Narrow the data below down to the lines containing "names".

- TASK INPUTS:
○ ○ ○
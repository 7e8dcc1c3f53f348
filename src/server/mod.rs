//! Geofence server: method dispatch, session tracking and signal emission.
//!
//! ## Architecture
//!
//! - **Bus (`bus.rs`)**: unique connection names, well-known name ownership
//!   and `NameOwnerChanged` notifications.
//! - **Listeners (`rpc_server.rs`)**: tarpc method listener plus the signal
//!   listener clients attach their callback channel to.
//! - **Dispatch loop (`dispatch_loop.rs`)**: the one task that runs engine
//!   callbacks and owns the registry and emitter.
//! - **Dispatcher (`dispatcher.rs`)**: capability map of engine callbacks.
//! - **Registry (`session_registry.rs`)**: per-connection subscription counters.
//! - **Emitter (`signal_emitter.rs`)**: match rules and per-subscriber queues.

pub mod bus;
pub mod dispatch_loop;
pub mod dispatcher;
pub mod rpc_server;
pub mod session_registry;
pub mod signal_emitter;

#[cfg(test)]
pub(crate) mod rpc_tests;

pub use dispatch_loop::ServerStats;
pub use dispatcher::{Capabilities, Dispatcher};

use crate::config::ServerConfig;
use crate::daemon_log::daemon_log;
use crate::identity::{IdentityResolver, ProcessNameResolver};
use crate::rpc::{Category, FenceState, GeofenceNotification, SignalKind};
use crate::status::{GeofenceError, GeofenceResult};
use bus::{Bus, OwnerId};
use dispatch_loop::{DispatchLoop, LoopCommand};
use signal_emitter::SignalEmitter;
use std::net::SocketAddr;
use std::sync::Arc;
use tokio::sync::{broadcast, mpsc, oneshot};
use tokio::task::JoinHandle;

/// Handle to a running geofence server.
///
/// Dropping the handle stops the listeners; `destroy` also releases the
/// service name and waits for the background tasks.
pub struct GeofenceServer {
    bus: Arc<Bus>,
    owner_id: OwnerId,
    commands: mpsc::UnboundedSender<LoopCommand>,
    shutdown_tx: broadcast::Sender<()>,
    local_addr: SocketAddr,
    signal_addr: SocketAddr,
    tasks: Vec<JoinHandle<()>>,
}

impl GeofenceServer {
    /// Start a server that resolves caller identities from process names.
    pub async fn create(config: &ServerConfig, capabilities: Capabilities) -> GeofenceResult<Self> {
        Self::create_with_resolver(config, capabilities, Box::new(ProcessNameResolver)).await
    }

    pub async fn create_with_resolver(
        config: &ServerConfig,
        capabilities: Capabilities,
        resolver: Box<dyn IdentityResolver>,
    ) -> GeofenceResult<Self> {
        let bus = Arc::new(Bus::new());
        let owner_changes = bus.watch_name_owner_changes();
        let exported = config.destination();

        let owner_id = bus
            .own_name(
                &config.service_name,
                |name| daemon_log("server", &format!("Acquired bus name {}", name)),
                |name| daemon_log("server", &format!("Lost bus name {}", name)),
            )
            .map_err(|e| {
                daemon_log("server", &e.to_string());
                GeofenceError::Connection
            })?;

        let (shutdown_tx, _) = broadcast::channel(1);
        let (commands_tx, commands_rx) = mpsc::unbounded_channel();

        let dispatch_loop = DispatchLoop::new(
            Dispatcher::new(capabilities, resolver),
            SignalEmitter::new(exported.clone()),
        );
        let loop_task = tokio::spawn(dispatch_loop.run(
            commands_rx,
            owner_changes,
            shutdown_tx.subscribe(),
        ));

        let method = rpc_server::spawn_method_listener(
            &config.method_addr(),
            bus.clone(),
            commands_tx.clone(),
            exported,
            &shutdown_tx,
        )
        .await;
        let signal = match &method {
            Ok(_) => {
                rpc_server::spawn_signal_listener(
                    &config.signal_addr(),
                    commands_tx.clone(),
                    &shutdown_tx,
                )
                .await
            }
            Err(_) => Err(anyhow::anyhow!("method listener not bound")),
        };

        let ((local_addr, method_task), (signal_addr, signal_task)) = match (method, signal) {
            (Ok(method), Ok(signal)) => (method, signal),
            (method, signal) => {
                for e in [method.err(), signal.err()].into_iter().flatten() {
                    daemon_log("server", &format!("Listener bind failed: {:#}", e));
                }
                let _ = shutdown_tx.send(());
                bus.unown_name(owner_id);
                return Err(GeofenceError::Connection);
            }
        };

        daemon_log(
            "server",
            &format!(
                "Server {} ({}) ready: methods on {}, signals on {}",
                config.name.as_deref().unwrap_or("geofence"),
                config.description.as_deref().unwrap_or("no description"),
                local_addr,
                signal_addr
            ),
        );

        Ok(Self {
            bus,
            owner_id,
            commands: commands_tx,
            shutdown_tx,
            local_addr,
            signal_addr,
            tasks: vec![loop_task, method_task, signal_task],
        })
    }

    /// Broadcast an in/out transition to every `Inout` subscriber.
    pub fn send_geofence_inout_changed(
        &self,
        app_id: &str,
        fence_id: i32,
        access_type: i32,
        state: FenceState,
    ) -> GeofenceResult<()> {
        self.emit(
            SignalKind::Inout,
            GeofenceNotification::inout(app_id, fence_id, access_type, state),
        )
    }

    /// Broadcast a fence event to every `Event` subscriber.
    pub fn send_geofence_event_changed(
        &self,
        place_id: i32,
        fence_id: i32,
        access_type: i32,
        app_id: &str,
        error: i32,
        state: FenceState,
    ) -> GeofenceResult<()> {
        self.emit(
            SignalKind::Event,
            GeofenceNotification::event(place_id, fence_id, access_type, app_id, error, state),
        )
    }

    fn emit(&self, kind: SignalKind, notification: GeofenceNotification) -> GeofenceResult<()> {
        self.commands
            .send(LoopCommand::Emit { kind, notification })
            .map_err(|_| GeofenceError::Parameter)
    }

    pub async fn stats(&self) -> GeofenceResult<ServerStats> {
        let (reply_tx, reply_rx) = oneshot::channel();
        self.commands
            .send(LoopCommand::Stats { reply: reply_tx })
            .map_err(|_| GeofenceError::Parameter)?;
        reply_rx.await.map_err(|_| GeofenceError::Parameter)
    }

    pub async fn session_count(&self) -> GeofenceResult<usize> {
        Ok(self.stats().await?.sessions)
    }

    pub async fn subscription_count(&self) -> GeofenceResult<usize> {
        Ok(self.stats().await?.subscriptions)
    }

    pub async fn is_idle(&self, category: Category) -> GeofenceResult<bool> {
        Ok(self.stats().await?.idle_categories.contains(&category))
    }

    pub fn local_addr(&self) -> SocketAddr {
        self.local_addr
    }

    pub fn signal_addr(&self) -> SocketAddr {
        self.signal_addr
    }

    /// Release the service name and stop every background task.
    pub async fn destroy(mut self) -> GeofenceResult<()> {
        self.bus.unown_name(self.owner_id);
        let _ = self.shutdown_tx.send(());
        for task in std::mem::take(&mut self.tasks) {
            if let Err(e) = task.await {
                daemon_log("server", &format!("Server task ended abnormally: {}", e));
            }
        }
        daemon_log("server", "Server destroyed");
        Ok(())
    }
}

impl Drop for GeofenceServer {
    fn drop(&mut self) {
        let _ = self.shutdown_tx.send(());
    }
}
○ ○ ○
- SOLUTION TO THIS EXERCISE:
//! - **Bus (`bus.rs`)**: unique connection names, well-known name ownership
    /// Start a server that resolves caller identities from process names.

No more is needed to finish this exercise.